╭──
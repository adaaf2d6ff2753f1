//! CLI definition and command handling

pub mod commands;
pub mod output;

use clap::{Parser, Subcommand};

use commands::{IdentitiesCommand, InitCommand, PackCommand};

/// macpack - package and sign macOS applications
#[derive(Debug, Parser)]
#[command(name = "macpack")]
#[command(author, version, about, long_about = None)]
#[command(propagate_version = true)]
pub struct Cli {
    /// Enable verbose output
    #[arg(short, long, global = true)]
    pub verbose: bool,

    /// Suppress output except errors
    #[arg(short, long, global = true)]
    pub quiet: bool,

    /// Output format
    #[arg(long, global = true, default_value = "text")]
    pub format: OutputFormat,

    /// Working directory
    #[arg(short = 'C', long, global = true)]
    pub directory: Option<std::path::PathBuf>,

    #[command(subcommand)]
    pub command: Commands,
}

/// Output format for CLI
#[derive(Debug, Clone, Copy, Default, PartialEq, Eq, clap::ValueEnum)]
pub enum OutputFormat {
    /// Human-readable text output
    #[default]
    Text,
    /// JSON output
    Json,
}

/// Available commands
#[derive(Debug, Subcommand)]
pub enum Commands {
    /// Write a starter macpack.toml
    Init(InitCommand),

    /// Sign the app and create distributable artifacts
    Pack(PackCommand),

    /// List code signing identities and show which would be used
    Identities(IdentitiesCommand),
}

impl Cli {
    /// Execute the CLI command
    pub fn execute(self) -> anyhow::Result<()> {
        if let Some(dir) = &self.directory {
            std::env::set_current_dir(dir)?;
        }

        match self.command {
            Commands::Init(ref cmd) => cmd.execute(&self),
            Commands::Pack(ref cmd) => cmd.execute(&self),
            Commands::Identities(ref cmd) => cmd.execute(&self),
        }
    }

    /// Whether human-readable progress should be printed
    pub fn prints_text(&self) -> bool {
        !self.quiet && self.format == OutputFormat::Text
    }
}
╰──
TASK STATEMENT
Transcribe exactly, and only, the lines that extend from the one containing "would be used" to the end of the records above, inclusive of both.

YOUR SOLUTION
    /// List code signing identities and show which would be used
    Identities(IdentitiesCommand),
}

impl Cli {
    /// Execute the CLI command
    pub fn execute(self) -> anyhow::Result<()> {
        if let Some(dir) = &self.directory {
            std::env::set_current_dir(dir)?;
        }

        match self.command {
            Commands::Init(ref cmd) => cmd.execute(&self),
            Commands::Pack(ref cmd) => cmd.execute(&self),
            Commands::Identities(ref cmd) => cmd.execute(&self),
        }
    }

    /// Whether human-readable progress should be printed
    pub fn prints_text(&self) -> bool {
        !self.quiet && self.format == OutputFormat::Text
    }
}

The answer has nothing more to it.